PROPOSALS to reintroduce a population of rare and endangered butterflies to Loch Lomond and the Trossachs have been shelved - after preparatory survey work found a “secret” population.

The Pearl-bordered Fritillary butterfly, which is now very rare in England and Wales, but more widely found in the north of Scotland, was thought to be locally extinct in the area.

With only one butterfly having been seen over ten years ago, Forest Enterprise Scotland (FES) was working with Butterfly Conservation Scotland, RSPB, Woodland Trust Scotland & CLEAR Services to explore the possibility of a reintroduction programme, but at least 45 have since been recorded at ten different locations.

Paul Maplebeck, of Butterfly Conservation Scotland, said: “The butterflies’ ideal habitat consists of sunny, south facing slopes with well drained soils and light woodland cover.

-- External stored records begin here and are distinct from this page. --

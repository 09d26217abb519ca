//! Gaussian elimination: closed form for one and two nets, dense for the rest.

use super::matrix::{build_rhs, DenseMatrix};
use super::terms::Terms;

/// Single net: V = RHS / G.
pub fn solve1(rows: &[Terms], v: &mut [f64]) {
    let row = &rows[0];
    v[0] = row.rhs() / row.gtot();
}

/// Two nets, Cramer's rule.
pub fn solve2(rows: &[Terms], v: &mut [f64]) {
    let mut m = DenseMatrix::new(2, 2);
    m.build(rows);
    let (a, b, c, d) = (m.get(0, 0), m.get(0, 1), m.get(1, 0), m.get(1, 1));
    let r0 = rows[0].rhs();
    let r1 = rows[1].rhs();
    let v1 = (a * r1 - c * r0) / (a * d - b * c);
    v[1] = v1;
    v[0] = (r0 - b * v1) / a;
}

/// Dense elimination sized for a capacity class.
#[derive(Debug, Clone)]
pub struct Direct {
    a: DenseMatrix,
    rhs: Vec<f64>,
    pivot: bool,
}

impl Direct {
    pub fn new(n: usize, capacity: usize, pivot: bool) -> Self {
        Self {
            a: DenseMatrix::new(n, capacity),
            rhs: vec![0.0; n],
            pivot,
        }
    }

    pub fn solve(&mut self, rows: &[Terms], v: &mut [f64]) {
        self.a.build(rows);
        build_rhs(rows, &mut self.rhs);
        if self.pivot {
            self.eliminate_pivot();
            self.back_substitute_dense(v);
        } else {
            self.eliminate_sparse(rows);
            self.back_substitute_sparse(rows, v);
        }
    }

    /// Forward elimination restricted to the precomputed fill-in pattern.
    fn eliminate_sparse(&mut self, rows: &[Terms]) {
        let a = &mut self.a;
        for i in 0..a.n() {
            let f = 1.0 / a.get(i, i);
            for &j in &rows[i].nzbd {
                let f1 = -f * a.get(j, i);
                for &k in &rows[i].nzrd {
                    let aik = a.get(i, k);
                    a.add(j, k, aik * f1);
                }
                self.rhs[j] += self.rhs[i] * f1;
            }
        }
    }

    fn eliminate_pivot(&mut self) {
        let n = self.a.n();
        let a = &mut self.a;
        for i in 0..n {
            let mut maxrow = i;
            for j in i + 1..n {
                if a.get(j, i).abs() > a.get(maxrow, i).abs() {
                    maxrow = j;
                }
            }
            if maxrow != i {
                a.swap_rows(i, maxrow);
                self.rhs.swap(i, maxrow);
            }
            let f = 1.0 / a.get(i, i);
            for j in i + 1..n {
                let f1 = -f * a.get(j, i);
                if f1 != 0.0 {
                    for k in i + 1..n {
                        let aik = a.get(i, k);
                        a.add(j, k, aik * f1);
                    }
                    self.rhs[j] += self.rhs[i] * f1;
                }
            }
        }
    }

    fn back_substitute_sparse(&self, rows: &[Terms], x: &mut [f64]) {
        for j in (0..self.a.n()).rev() {
            let tmp: f64 = rows[j].nzrd.iter().map(|&k| self.a.get(j, k) * x[k]).sum();
            x[j] = (self.rhs[j] - tmp) / self.a.get(j, j);
        }
    }

    fn back_substitute_dense(&self, x: &mut [f64]) {
        let n = self.a.n();
        for j in (0..n).rev() {
            let tmp: f64 = (j + 1..n).map(|k| self.a.get(j, k) * x[k]).sum();
            x[j] = (self.rhs[j] - tmp) / self.a.get(j, j);
        }
    }
}

#[cfg(test)]
pub(super) mod tests {
    use super::*;
    use crate::netlist::{NetId, TermId};
    use crate::solver::group::compute_structure;
    use approx::assert_relative_eq;

    /// Rows for a chain of `n` nets: 1 S between neighbours, 1 S from the
    /// first net to a 10 V rail and 1 S from the last net to ground.
    pub fn ladder(n: usize) -> Vec<Terms> {
        let mut rows: Vec<Terms> = (0..n).map(|_| Terms::default()).collect();
        let mut t = 0;
        for k in 0..n {
            if k > 0 {
                rows[k].add(TermId(t), NetId(k - 1), Some(k - 1), true);
                t += 1;
            }
            if k + 1 < n {
                rows[k].add(TermId(t), NetId(k + 1), Some(k + 1), true);
                t += 1;
            }
        }
        for (k, row) in rows.iter_mut().enumerate() {
            let mut rails = Terms::default();
            if k == 0 {
                rails.add(TermId(t), NetId(100), None, false);
            }
            if k == n - 1 {
                rails.add(TermId(t + 1), NetId(101), None, false);
            }
            row.append_rails(rails);
            let c = row.count();
            row.gt = vec![1.0; c];
            row.go = vec![1.0; c];
            row.idr = vec![0.0; c];
            row.other_v = vec![0.0; c];
            if k == 0 {
                let r = row.railstart;
                row.other_v[r] = 10.0;
            }
        }
        compute_structure(&mut rows);
        rows
    }

    /// Node voltages of the ladder: a divider of n + 1 equal resistors.
    pub fn ladder_expected(n: usize) -> Vec<f64> {
        (0..n)
            .map(|k| 10.0 * (n - k) as f64 / (n + 1) as f64)
            .collect()
    }

    #[test]
    fn test_solve1() {
        let rows = ladder(1);
        let mut v = [0.0];
        solve1(&rows, &mut v);
        assert_relative_eq!(v[0], 5.0);
    }

    #[test]
    fn test_solve2_divider() {
        let rows = ladder(2);
        let mut v = [0.0; 2];
        solve2(&rows, &mut v);
        let e = ladder_expected(2);
        assert_relative_eq!(v[0], e[0], epsilon = 1e-12);
        assert_relative_eq!(v[1], e[1], epsilon = 1e-12);
    }

    #[test]
    fn test_direct_with_and_without_pivot() {
        for pivot in [false, true] {
            let rows = ladder(7);
            let mut d = Direct::new(7, 8, pivot);
            let mut v = vec![0.0; 7];
            d.solve(&rows, &mut v);
            for (got, want) in v.iter().zip(ladder_expected(7)) {
                assert_relative_eq!(*got, want, epsilon = 1e-9);
            }
        }
    }
}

“Cutting edge scientific modelling was used to predict where these might be found - and it worked.

“You can imagine our surprise and delight when the surveys revealed that FES sites within the Trossachs housed a secret population.”

All of the sites where the butterflies were found were on south facing hillsides at the eastern end of Loch Katrine and featured open glades within mature woodland, with light bracken cover and clusters of favoured nectar plants such as bugle, primrose, and an abundance of common dog violet – the caterpillar’s food plant.

The survey also discovered areas of favourable habitat across FES managed ground and at sites the Glen Finglas estate owned.

The Great Trossachs Forest, which is Scotland’s second largest designated National Nature Reserve covering more than 16,000 hectares, is the long-term legacy of a forest restoration project involving Forest Enterprise Scotland, RSPB Scotland and Woodland Trust Scotland.

Katy Anderson, FES habitats manager, added: “This is a fantastic example of partnership work and how the combined experience, skills and resources – and the invaluable help of volunteers – can make a real difference.”

Nick Cooke, of CLEAR Services consultancy, said: “After 10 years of fruitless searching around Loch Katrine, this is excellent proof of the value of data modelling. We hope that this project will give the Pearl-bordered Fritillary population in the Trossachs a much brighter future.”

There will be further survey work over the next two years to help protect the species and ensure its long-term survival in the area.